**WHAT THIS TASK INVOLVES**
Show all lines from the listing below that contain "tmpl".

─── SOURCE MATERIAL ───

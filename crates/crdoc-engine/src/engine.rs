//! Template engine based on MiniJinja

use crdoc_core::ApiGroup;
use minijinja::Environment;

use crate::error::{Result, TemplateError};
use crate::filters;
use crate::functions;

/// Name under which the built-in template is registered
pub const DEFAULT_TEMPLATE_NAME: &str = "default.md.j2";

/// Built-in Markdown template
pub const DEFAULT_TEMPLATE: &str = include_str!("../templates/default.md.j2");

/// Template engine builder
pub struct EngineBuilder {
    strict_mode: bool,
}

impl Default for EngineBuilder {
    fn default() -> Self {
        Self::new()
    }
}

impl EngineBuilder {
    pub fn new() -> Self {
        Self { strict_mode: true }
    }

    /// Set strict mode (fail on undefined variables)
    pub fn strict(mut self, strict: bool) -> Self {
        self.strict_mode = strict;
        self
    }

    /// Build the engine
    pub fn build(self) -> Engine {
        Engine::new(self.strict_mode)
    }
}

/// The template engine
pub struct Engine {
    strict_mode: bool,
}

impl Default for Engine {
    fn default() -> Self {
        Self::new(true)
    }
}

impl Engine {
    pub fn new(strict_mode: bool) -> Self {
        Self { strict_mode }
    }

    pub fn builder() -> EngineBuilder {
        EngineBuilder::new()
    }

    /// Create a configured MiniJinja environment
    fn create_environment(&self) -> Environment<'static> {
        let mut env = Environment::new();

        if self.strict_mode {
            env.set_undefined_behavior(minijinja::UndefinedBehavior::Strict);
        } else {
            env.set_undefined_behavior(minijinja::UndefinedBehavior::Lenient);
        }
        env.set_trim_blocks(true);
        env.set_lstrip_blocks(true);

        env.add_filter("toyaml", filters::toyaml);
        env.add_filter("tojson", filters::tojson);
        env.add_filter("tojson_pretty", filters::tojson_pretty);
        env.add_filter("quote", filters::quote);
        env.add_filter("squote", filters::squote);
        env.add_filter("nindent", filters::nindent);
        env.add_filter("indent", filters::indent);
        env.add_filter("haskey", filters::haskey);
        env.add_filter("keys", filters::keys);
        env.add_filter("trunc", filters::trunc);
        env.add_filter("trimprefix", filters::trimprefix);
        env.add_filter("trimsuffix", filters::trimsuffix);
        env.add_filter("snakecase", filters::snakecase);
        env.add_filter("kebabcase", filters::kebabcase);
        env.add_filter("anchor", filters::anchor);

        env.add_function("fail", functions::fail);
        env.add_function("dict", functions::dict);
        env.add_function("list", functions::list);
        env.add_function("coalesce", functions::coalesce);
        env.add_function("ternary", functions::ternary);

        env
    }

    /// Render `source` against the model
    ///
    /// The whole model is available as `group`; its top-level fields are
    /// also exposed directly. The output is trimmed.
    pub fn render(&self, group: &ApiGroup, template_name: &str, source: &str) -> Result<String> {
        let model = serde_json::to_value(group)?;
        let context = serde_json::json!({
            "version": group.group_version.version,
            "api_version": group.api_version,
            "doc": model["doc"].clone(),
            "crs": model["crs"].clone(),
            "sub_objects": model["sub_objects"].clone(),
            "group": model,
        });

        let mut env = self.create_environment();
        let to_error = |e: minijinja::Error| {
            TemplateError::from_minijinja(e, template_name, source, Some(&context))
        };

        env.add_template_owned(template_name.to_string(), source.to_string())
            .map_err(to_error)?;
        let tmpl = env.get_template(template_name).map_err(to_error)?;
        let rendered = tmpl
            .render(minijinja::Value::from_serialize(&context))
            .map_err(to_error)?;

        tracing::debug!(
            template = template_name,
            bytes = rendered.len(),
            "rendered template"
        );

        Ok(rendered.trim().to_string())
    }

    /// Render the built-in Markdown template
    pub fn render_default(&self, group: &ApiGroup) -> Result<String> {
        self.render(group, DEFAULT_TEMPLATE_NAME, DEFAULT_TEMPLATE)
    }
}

───
─── SOURCE MATERIAL ───

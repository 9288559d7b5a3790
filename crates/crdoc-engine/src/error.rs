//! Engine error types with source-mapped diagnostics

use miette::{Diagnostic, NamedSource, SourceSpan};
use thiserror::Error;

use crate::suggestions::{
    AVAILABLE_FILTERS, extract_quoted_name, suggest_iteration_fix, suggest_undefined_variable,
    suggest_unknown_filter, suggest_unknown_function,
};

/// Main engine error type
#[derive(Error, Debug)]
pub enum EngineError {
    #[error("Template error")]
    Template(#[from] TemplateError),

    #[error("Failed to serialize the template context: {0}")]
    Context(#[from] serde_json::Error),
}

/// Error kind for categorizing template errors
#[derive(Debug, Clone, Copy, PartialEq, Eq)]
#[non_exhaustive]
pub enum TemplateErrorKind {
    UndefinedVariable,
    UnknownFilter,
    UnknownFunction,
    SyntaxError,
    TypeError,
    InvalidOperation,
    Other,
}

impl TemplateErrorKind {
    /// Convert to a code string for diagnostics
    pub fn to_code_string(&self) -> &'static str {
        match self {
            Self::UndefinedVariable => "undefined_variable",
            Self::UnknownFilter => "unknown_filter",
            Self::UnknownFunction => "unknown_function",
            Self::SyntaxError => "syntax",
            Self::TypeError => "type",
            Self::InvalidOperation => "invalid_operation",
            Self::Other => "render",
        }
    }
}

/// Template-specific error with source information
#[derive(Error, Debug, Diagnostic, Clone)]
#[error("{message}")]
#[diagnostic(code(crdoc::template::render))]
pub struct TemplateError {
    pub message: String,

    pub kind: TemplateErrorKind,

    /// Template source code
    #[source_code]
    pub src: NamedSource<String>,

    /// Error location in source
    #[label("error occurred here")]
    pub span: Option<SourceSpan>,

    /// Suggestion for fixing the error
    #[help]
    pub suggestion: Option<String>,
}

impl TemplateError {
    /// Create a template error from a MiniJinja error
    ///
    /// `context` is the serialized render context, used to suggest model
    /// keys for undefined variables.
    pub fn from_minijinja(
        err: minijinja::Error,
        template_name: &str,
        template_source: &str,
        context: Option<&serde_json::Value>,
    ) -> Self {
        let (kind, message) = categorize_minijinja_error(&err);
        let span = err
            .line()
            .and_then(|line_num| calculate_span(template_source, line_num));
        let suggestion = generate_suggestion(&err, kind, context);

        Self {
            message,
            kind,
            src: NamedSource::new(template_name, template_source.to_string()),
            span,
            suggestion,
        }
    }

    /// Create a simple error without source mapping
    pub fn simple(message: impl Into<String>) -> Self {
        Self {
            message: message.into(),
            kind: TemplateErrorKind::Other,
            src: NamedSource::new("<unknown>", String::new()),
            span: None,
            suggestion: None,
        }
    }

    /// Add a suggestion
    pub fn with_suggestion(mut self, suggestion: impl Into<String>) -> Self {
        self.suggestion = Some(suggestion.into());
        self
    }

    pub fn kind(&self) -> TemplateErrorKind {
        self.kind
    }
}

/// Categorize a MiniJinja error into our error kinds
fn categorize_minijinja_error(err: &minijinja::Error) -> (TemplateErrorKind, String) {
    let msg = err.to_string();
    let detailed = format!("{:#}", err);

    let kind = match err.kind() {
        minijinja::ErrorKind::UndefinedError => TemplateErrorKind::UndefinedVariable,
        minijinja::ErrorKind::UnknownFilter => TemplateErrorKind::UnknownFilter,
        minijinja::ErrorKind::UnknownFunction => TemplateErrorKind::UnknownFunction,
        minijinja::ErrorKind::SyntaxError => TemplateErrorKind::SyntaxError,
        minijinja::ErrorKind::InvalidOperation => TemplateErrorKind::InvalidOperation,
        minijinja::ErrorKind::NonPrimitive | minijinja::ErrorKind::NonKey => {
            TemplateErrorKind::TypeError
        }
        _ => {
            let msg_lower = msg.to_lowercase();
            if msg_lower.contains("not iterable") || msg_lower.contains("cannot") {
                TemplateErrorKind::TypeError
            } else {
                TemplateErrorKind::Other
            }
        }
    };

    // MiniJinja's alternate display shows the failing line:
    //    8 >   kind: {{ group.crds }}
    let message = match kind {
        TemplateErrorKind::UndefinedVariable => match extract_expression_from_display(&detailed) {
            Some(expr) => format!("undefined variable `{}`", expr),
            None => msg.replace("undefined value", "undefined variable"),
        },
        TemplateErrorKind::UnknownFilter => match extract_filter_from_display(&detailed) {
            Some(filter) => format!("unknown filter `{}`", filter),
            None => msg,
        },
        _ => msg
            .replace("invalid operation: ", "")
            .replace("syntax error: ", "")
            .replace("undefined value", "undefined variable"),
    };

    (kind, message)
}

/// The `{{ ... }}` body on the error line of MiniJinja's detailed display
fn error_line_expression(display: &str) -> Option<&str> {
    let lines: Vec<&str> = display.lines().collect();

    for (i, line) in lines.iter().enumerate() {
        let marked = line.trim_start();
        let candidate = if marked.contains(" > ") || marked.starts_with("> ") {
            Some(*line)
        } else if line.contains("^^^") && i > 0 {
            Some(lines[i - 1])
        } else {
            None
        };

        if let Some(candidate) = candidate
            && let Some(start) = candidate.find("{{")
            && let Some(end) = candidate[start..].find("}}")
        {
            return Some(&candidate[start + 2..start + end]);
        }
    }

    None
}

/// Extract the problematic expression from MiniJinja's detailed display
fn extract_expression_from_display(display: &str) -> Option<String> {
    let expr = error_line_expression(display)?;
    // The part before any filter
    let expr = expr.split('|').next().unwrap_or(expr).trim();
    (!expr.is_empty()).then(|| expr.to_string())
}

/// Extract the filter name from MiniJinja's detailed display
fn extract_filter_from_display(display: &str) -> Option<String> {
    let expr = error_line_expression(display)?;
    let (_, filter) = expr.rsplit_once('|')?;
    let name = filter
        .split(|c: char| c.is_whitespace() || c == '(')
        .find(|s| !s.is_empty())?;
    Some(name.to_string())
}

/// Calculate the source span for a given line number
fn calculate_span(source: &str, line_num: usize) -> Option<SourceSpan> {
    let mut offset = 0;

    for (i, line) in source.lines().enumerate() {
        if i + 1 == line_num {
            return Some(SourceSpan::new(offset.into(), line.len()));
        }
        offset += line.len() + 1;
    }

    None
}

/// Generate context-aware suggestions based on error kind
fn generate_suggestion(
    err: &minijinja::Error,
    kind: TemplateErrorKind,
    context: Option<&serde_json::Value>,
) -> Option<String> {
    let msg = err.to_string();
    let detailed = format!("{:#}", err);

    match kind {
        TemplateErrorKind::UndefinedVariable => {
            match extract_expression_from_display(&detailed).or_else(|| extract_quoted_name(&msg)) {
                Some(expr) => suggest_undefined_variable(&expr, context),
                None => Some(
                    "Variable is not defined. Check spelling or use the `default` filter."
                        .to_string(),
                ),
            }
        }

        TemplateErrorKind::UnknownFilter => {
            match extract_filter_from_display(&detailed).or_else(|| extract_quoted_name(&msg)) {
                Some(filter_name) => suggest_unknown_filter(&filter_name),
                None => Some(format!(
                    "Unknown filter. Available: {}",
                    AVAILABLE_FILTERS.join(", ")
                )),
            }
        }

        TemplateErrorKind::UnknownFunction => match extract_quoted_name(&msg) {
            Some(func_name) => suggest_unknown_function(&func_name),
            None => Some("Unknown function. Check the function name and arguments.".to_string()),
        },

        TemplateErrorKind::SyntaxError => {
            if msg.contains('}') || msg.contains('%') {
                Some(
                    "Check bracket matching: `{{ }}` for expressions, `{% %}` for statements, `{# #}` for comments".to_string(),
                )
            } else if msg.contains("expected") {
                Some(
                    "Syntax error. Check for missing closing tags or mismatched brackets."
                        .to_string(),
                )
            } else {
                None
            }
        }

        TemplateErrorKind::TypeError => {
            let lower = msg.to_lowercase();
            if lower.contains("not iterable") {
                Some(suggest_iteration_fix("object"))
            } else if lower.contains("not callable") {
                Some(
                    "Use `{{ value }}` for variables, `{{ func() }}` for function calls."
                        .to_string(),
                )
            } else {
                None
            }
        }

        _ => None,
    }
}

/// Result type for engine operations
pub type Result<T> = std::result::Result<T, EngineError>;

───

**RESULT OF THE TASK**
        let tmpl = env.get_template(template_name).map_err(to_error)?;
        let rendered = tmpl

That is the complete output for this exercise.